抗インフルエンザウイルス薬はウィルスそのものを死滅させるものではなく、増殖を抑えて効果を発揮するため、ウィルスが増殖していない段階で服用する必要があるため、症状が出始めたら48時間以内に服用する必要があります。
薬剤名 | 使用方法(成人) | 注意点 |
オセルタミビル(タミフル) | 内服(1回75mg1日2回、5日間) | 5日間の内服が必要。症状がおちついて内服を自己中断してしまうと再度ウイルスが増殖し、長引くことがあります。 |
バロキサビルマルボキシル(ゾフルーザ) | 内服(体重80kg以上 20mg錠4錠、単回。80kg未満20mg錠2錠、単回) | 1回の内服で治療が完了します。 |
ザナミビル(リレンザ) | 吸入(5mgブリスターを1回2吸入、1日2回、5日間) | 吸入のため、使い方がやや難しく5日間必要。症状がおちついて内服を自己中断してしまうと再度ウイルスが増殖し、長引くことがあります。 |
ラニナミビル(イナビル) | 吸入(20mgを2回吸入、単回) | |
ペラミビル(ラピアクタ) | 点滴(300mgを15分以上かけて単回点滴静注) |
ゾフルーザやイナビルは1回の治療で完了するため、好まれることが多いです。
予防
インフルエンザの予防接種が一定の発症予防効果があります。
日常生活での小まめな手洗い、うがいやマスクの着用などが予防になります。
注意点
学校における出席停止期間については下記の通りとなります。学校保健安全法で規定されており下記の通りとなります。

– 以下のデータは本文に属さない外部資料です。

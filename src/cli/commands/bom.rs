//! `bomcost bom` command - BOM line management

use clap::Subcommand;
use console::style;
use miette::{IntoDiagnostic, Result};

use crate::cli::helpers::{
    format_cost, format_qty, format_short_id, open_session, output_format, print_rollup_summary,
    print_structured,
};
use crate::cli::table::{CellValue, ColumnDef, TableFormatter, TableRow};
use crate::cli::{GlobalOpts, OutputFormat};
use crate::core::catalog::Catalog;
use crate::core::entity::Entity;
use crate::core::identity::EntityId;
use crate::core::store::Store;
use crate::entities::{BomLine, BomLinePatch};

#[derive(Subcommand, Debug)]
pub enum BomCommands {
    /// Add a line to an assembly's BOM
    Add(AddArgs),

    /// List the lines of an assembly's BOM
    List(ListArgs),

    /// Edit a BOM line
    Set(SetArgs),

    /// Remove a BOM line
    Rm(RmArgs),
}

#[derive(clap::Args, Debug)]
pub struct AddArgs {
    /// Parent assembly (ID or code)
    pub parent: String,

    /// Interchangeable analogs (IDs or codes, comma-separated)
    #[arg(long, short = 'a', value_delimiter = ',')]
    pub analogs: Vec<String>,

    /// Quantity per parent
    #[arg(long)]
    pub qty: f64,

    /// Line family (ID or name; default: the first analog's family)
    #[arg(long, short = 'F')]
    pub family: Option<String>,

    /// Display order within the BOM
    #[arg(long, short = 's')]
    pub sequence: Option<i32>,
}

#[derive(clap::Args, Debug)]
pub struct ListArgs {
    /// Parent assembly (ID or code)
    pub parent: String,
}

#[derive(clap::Args, Debug)]
pub struct SetArgs {
    /// BOM line ID
    pub line: String,

    /// New quantity
    #[arg(long)]
    pub qty: Option<f64>,

    /// Replace the analog set (IDs or codes, comma-separated)
    #[arg(long, short = 'a', value_delimiter = ',', conflicts_with = "clear_analogs")]
    pub analogs: Option<Vec<String>>,

    /// Empty the analog set
    #[arg(long)]
    pub clear_analogs: bool,

    /// Move the line to another parent (ID or code)
    #[arg(long)]
    pub parent: Option<String>,

    /// New line family (ID or name)
    #[arg(long, short = 'F')]
    pub family: Option<String>,

    /// New display order
    #[arg(long, short = 's')]
    pub sequence: Option<i32>,
}

#[derive(clap::Args, Debug)]
pub struct RmArgs {
    /// BOM line ID
    pub line: String,
}

const LINE_COLUMNS: &[ColumnDef] = &[
    ColumnDef::new("id", "ID", 17),
    ColumnDef::new("seq", "SEQ", 4),
    ColumnDef::new("family", "FAMILY", 20),
    ColumnDef::new("qty", "QTY", 8),
    ColumnDef::new("analogs", "ANALOGS", 36),
    ColumnDef::new("cost", "UNIT COST", 12),
    ColumnDef::new("total", "LINE TOTAL", 12),
];

pub fn run(cmd: BomCommands, global: &GlobalOpts) -> Result<()> {
    match cmd {
        BomCommands::Add(args) => run_add(args, global),
        BomCommands::List(args) => run_list(args, global),
        BomCommands::Set(args) => run_set(args, global),
        BomCommands::Rm(args) => run_rm(args, global),
    }
}

fn run_add(args: AddArgs, global: &GlobalOpts) -> Result<()> {
    let mut session = open_session(global)?;
    let catalog = &mut session.catalog;

    let parent = catalog.resolve_nomenclature(&args.parent)?;
    let analogs = resolve_analogs(catalog, &args.analogs)?;
    let family = match &args.family {
        Some(key) => catalog.resolve_family(key)?.id,
        None => match analogs.first() {
            Some(first) => first.1.clone(),
            None => return Err(miette::miette!("a line without analogs needs --family")),
        },
    };

    let mut line = BomLine::new(parent.id, family, args.qty)
        .with_analogs(analogs.into_iter().map(|(id, _)| id));
    if let Some(sequence) = args.sequence {
        line = line.with_sequence(sequence);
    }
    let (line, outcome) = catalog.add_bom_line(line)?;

    match output_format(global, &session.config, OutputFormat::Tsv) {
        OutputFormat::Id => println!("{}", line.id),
        format @ (OutputFormat::Json | OutputFormat::Yaml) => print_structured(&line, format)?,
        _ => {
            if !global.quiet {
                println!(
                    "{} Added line {} ({} x {})",
                    style("✓").green(),
                    style(format_short_id(&line.id)).cyan(),
                    format_qty(line.quantity),
                    format_cost(line.cost)
                );
            }
            print_rollup_summary(&outcome, global);
        }
    }
    Ok(())
}

fn run_list(args: ListArgs, global: &GlobalOpts) -> Result<()> {
    let session = open_session(global)?;
    let catalog = &session.catalog;

    let parent = catalog.resolve_nomenclature(&args.parent)?;
    let lines = catalog.bom_of(&parent.id)?;

    let format = output_format(global, &session.config, OutputFormat::Tsv);
    if matches!(format, OutputFormat::Json | OutputFormat::Yaml) {
        return print_structured(&lines, format);
    }

    let mut rows = Vec::with_capacity(lines.len());
    for line in lines {
        let family = catalog
            .store()
            .family(&line.family)
            .into_diagnostic()?
            .map(|f| f.name);
        let mut labels = Vec::with_capacity(line.analogs.len());
        for analog in &line.analogs {
            let label = catalog
                .store()
                .nomenclature(analog)
                .into_diagnostic()?
                .map(|n| n.code.clone().unwrap_or_else(|| catalog.fullname(&n)))
                .unwrap_or_else(|| analog.to_string());
            labels.push(label);
        }

        rows.push(
            TableRow::for_entity(&line)
                .cell("seq", CellValue::Text(line.sequence.to_string()))
                .cell("family", CellValue::opt_text(family.as_deref()))
                .cell("qty", CellValue::Qty(line.quantity))
                .cell("analogs", CellValue::Text(labels.join(", ")))
                .cell("cost", CellValue::Cost(line.cost))
                .cell("total", CellValue::Cost(line.line_total)),
        );
    }

    TableFormatter::new(LINE_COLUMNS, "line")
        .with_summary(!global.quiet)
        .output(&rows, format);
    Ok(())
}

fn run_set(args: SetArgs, global: &GlobalOpts) -> Result<()> {
    let mut session = open_session(global)?;
    let catalog = &mut session.catalog;
    let id = parse_line_id(&args.line)?;

    let mut patch = BomLinePatch {
        quantity: args.qty,
        sequence: args.sequence,
        ..Default::default()
    };
    if args.clear_analogs {
        patch.analogs = Some(Vec::new());
    } else if let Some(keys) = &args.analogs {
        let analogs = resolve_analogs(catalog, keys)?;
        patch.analogs = Some(analogs.into_iter().map(|(id, _)| id).collect());
    }
    if let Some(key) = &args.parent {
        patch.parent = Some(catalog.resolve_nomenclature(key)?.id);
    }
    if let Some(key) = &args.family {
        patch.family = Some(catalog.resolve_family(key)?.id);
    }
    if patch.is_empty() {
        return Err(miette::miette!("nothing to change; pass at least one option"));
    }

    let (line, outcome) = catalog.update_bom_line(&id, &patch)?;

    match output_format(global, &session.config, OutputFormat::Tsv) {
        format @ (OutputFormat::Json | OutputFormat::Yaml) => print_structured(&line, format)?,
        _ => {
            if !global.quiet {
                println!(
                    "{} Updated line {}",
                    style("✓").green(),
                    style(format_short_id(&line.id)).cyan()
                );
            }
            if let Some(outcome) = &outcome {
                print_rollup_summary(outcome, global);
            }
        }
    }
    Ok(())
}

fn run_rm(args: RmArgs, global: &GlobalOpts) -> Result<()> {
    let mut session = open_session(global)?;
    let id = parse_line_id(&args.line)?;
    let outcome = session.catalog.remove_bom_line(&id)?;

    if !global.quiet {
        println!(
            "{} Removed line {}",
            style("✓").green(),
            style(format_short_id(&id)).cyan()
        );
    }
    print_rollup_summary(&outcome, global);
    Ok(())
}

fn parse_line_id(key: &str) -> Result<EntityId> {
    EntityId::parse_as(key, BomLine::PREFIX).into_diagnostic()
}

/// Resolve analog references to (id, family) pairs
fn resolve_analogs<S: Store>(
    catalog: &Catalog<S>,
    keys: &[String],
) -> Result<Vec<(EntityId, EntityId)>> {
    let mut analogs = Vec::with_capacity(keys.len());
    for key in keys.iter().map(|k| k.trim()).filter(|k| !k.is_empty()) {
        let node = catalog.resolve_nomenclature(key)?;
        analogs.push((node.id, node.family));
    }
    Ok(analogs)
}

小学校、中学校、高等学校、義務教育学校、中等教育学校、特別支援学校、大学、高等専門学校
学校保健安全法でインフルエンザ出席停止期間は
①発症後 5 日を経過(症状が出現した発症日を0日とする)
②解熱した後2日(熱が下がり平熱となった日を0日とする)
を満たす必要があります。
専門学校
専門学校は学校教育法の学校には指定されていないため、学校保健安全法では出席停止期間などは定められておらず、専門学校独自で規定があると思われるため、専門学校への確認が必要です。
幼稚園・保育園
幼児の場合は学校保健安全法でインフルエンザ出席停止期間は
①発症後 5 日を経過(症状が出現した発症日を0日とする)
②解熱した後3日(熱が下がり平熱となった日を0日とする)
を満たす必要があります。
職場
会社はインフルエンザに関する法律はないため、会社毎の就業規則によります。
多くの会社では、学校保健安全法に基づき、「発症後5日を経過」かつ「解熱した後2日」を出勤停止に定めていることが多いですが、規定のない場合や会社により出勤停止のルールが異なるため、勤務する会社の就業規則を確認する必要があります。